Safety and OSHA News

Injured worker fired for not being able to do his job: Is that disability discrimination?

A jury ruled a company discriminated against an employee when it fired him for not being able to do his job after a workplace injury. Did an appeals court uphold the jury verdict? 

Tony Gunter worked for Bemis Co. as a press assistant and injured his right shoulder on the job in January 2013. Gunter continued working for six months while going to physical therapy, but his shoulder didn’t improve. He had shoulder surgery in August 2013.

Gunter returned to light duty several weeks later. In December 2013, he returned to his job as a press assistant with temporary restrictions: no reaching with his right arm and no overhead work.

Bemis sent Gunter for a functional capacity evaluation. The evaluation concluded Gunter didn’t satisfy “the strength/lifting/carrying or the right upper extremity positional demands of his job.”

The doctor who performed surgery on Gunter reviewed the functional capacity evaluation. In June 2014, the surgeon authorized Gunter to return to regular duty with these restrictions:

  • no overhead work with his right arm
  • 40-pound maximum for occasional lifting, 20-pound maximum for frequent lifting
  • lifting 20 pounds restricted to raising materials to his waist or chest but no higher
  • no overhead lifting, and
  • only occasional outstretch with his right arm.

Gunter continued to work.

On July 2, 2014, Bemis placed Gunter on paid leave, reasoning it could no longer accommodate his restrictions. On July 18, 2014, the HR manager and safety manager met with Gunter for about an hour to discuss the situation, and Gunter remained on leave. On Nov. 3, 2014, Bemis fired Gunter.

Gunter sued, alleging Bemis violated the Americans with Disabilities Act. A jury ruled in Gunter’s favor, finding Bemis violated the ADA by firing him because of his disability, by failing to accommodate his disability and by failing to engage with him in the interactive process.

The jury awarded Gunter $181,522 in back pay, $92,000 in compensatory damages and $315,000 in front pay. The court reduced the jury award by eliminating the damages for lost insurance benefits. Bemis appealed.
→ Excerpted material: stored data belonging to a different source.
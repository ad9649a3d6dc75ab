//! Field validation failures for member and medicine saves.

use std::error::Error;
use std::fmt::{Display, Formatter};

/// A save was rejected before anything was written.
#[derive(Debug, Clone, PartialEq, Eq)]
pub enum ValidationError {
    /// Member name is empty after trimming.
    EmptyMemberName,
    /// Medicine name is empty after trimming.
    EmptyMedicineName,
    /// Owner id is empty.
    MissingOwner,
    /// No usable dose time remained after cleanup.
    NoDoseTimes,
    /// A dose time is not `HH:MM` on a 24h clock.
    InvalidDoseTime(String),
    /// A start/end bound is not `YYYY-MM-DD`.
    InvalidDate { field: &'static str, value: String },
    /// Medicine type is not one of the supported kinds.
    UnknownMedicineType(String),
}

impl Display for ValidationError {
    fn fmt(&self, f: &mut Formatter<'_>) -> std::fmt::Result {
        match self {
            Self::EmptyMemberName => write!(f, "member name is required"),
            Self::EmptyMedicineName => write!(f, "medicine name is required"),
            Self::MissingOwner => write!(f, "medicine must belong to a family member"),
            Self::NoDoseTimes => write!(f, "at least one dose time is required"),
            Self::InvalidDoseTime(value) => {
                write!(f, "invalid dose time `{value}`; expected HH:MM")
            }
            Self::InvalidDate { field, value } => {
                write!(f, "invalid {field} `{value}`; expected YYYY-MM-DD")
            }
            Self::UnknownMedicineType(value) => write!(
                f,
                "unknown medicine type `{value}`; expected Tablet|Capsule|Syrup|Injection"
            ),
        }
    }
}

impl Error for ValidationError {}
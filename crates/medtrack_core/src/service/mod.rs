//! Core use-case services.
//!
//! # Responsibility
//! - Orchestrate snapshot load, in-memory mutation and full-collection commit.
//! - Keep adapters (CLI, UI bridges) decoupled from storage details.
//!
//! # Invariants
//! - Every mutating call reloads the collections it touches before mutating.
//! - A failed validation or lookup writes nothing.

pub mod adherence_service;
pub mod error;
pub mod medicine_service;
pub mod member_service;
pub mod reminder_service;
pub mod tracker_service;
Could he perform essential functions?

Bemis argued Gunter couldn’t perform the essential functions of the job, therefore the ADA didn’t apply to his case.

Under the ADA, an employer can’t discriminate against a qualified individual because of their disability. In effect, Bemis was saying Gunter’s limitations made him unqualified for the job.

Recently, the Sixth Circuit ruled that a reasonable jury could determine, based on the evidence presented at trial, that Gunter still could perform the essential duties of the job.

At Bemis, duties of a press assistant include:

  • making sure presses operate properly
  • loading raw materials into the press
  • taking printed material off of the press
  • inspecting the quality of materials when they come off the press
  • solving mechanical problems, and
  • unjamming the presses.

The jury heard evidence that Gunter met the job’s lifting requirements. Bemis encouraged employees not to lift anything over 40 pounds by themselves. The company also had equipment that employees could use to lift objects weighing as little as 20 pounds.

Employees at Bemis could ask their co-workers to help lift heavier materials and often did. Employees also used ladders for equipment that needed to be lifted higher. The court noted this established an option for workers, like Gunter, who couldn’t lift over their waist.

Evidence was also presented that press assistants didn’t need to do overhead work.

But Bemis countered that Gunter’s functional capacity evaluation and the surgeon’s report precluded him from being able to complete the requirements of a press assistant, which included lifting 45 pounds and reaching 24 inches.

However, the court said a doctor’s restrictions don’t dictate the essential functions of a job. Evidence had been presented to the jury that Gunter could handle the fundamental duties of a press assistant, even with his medical restrictions.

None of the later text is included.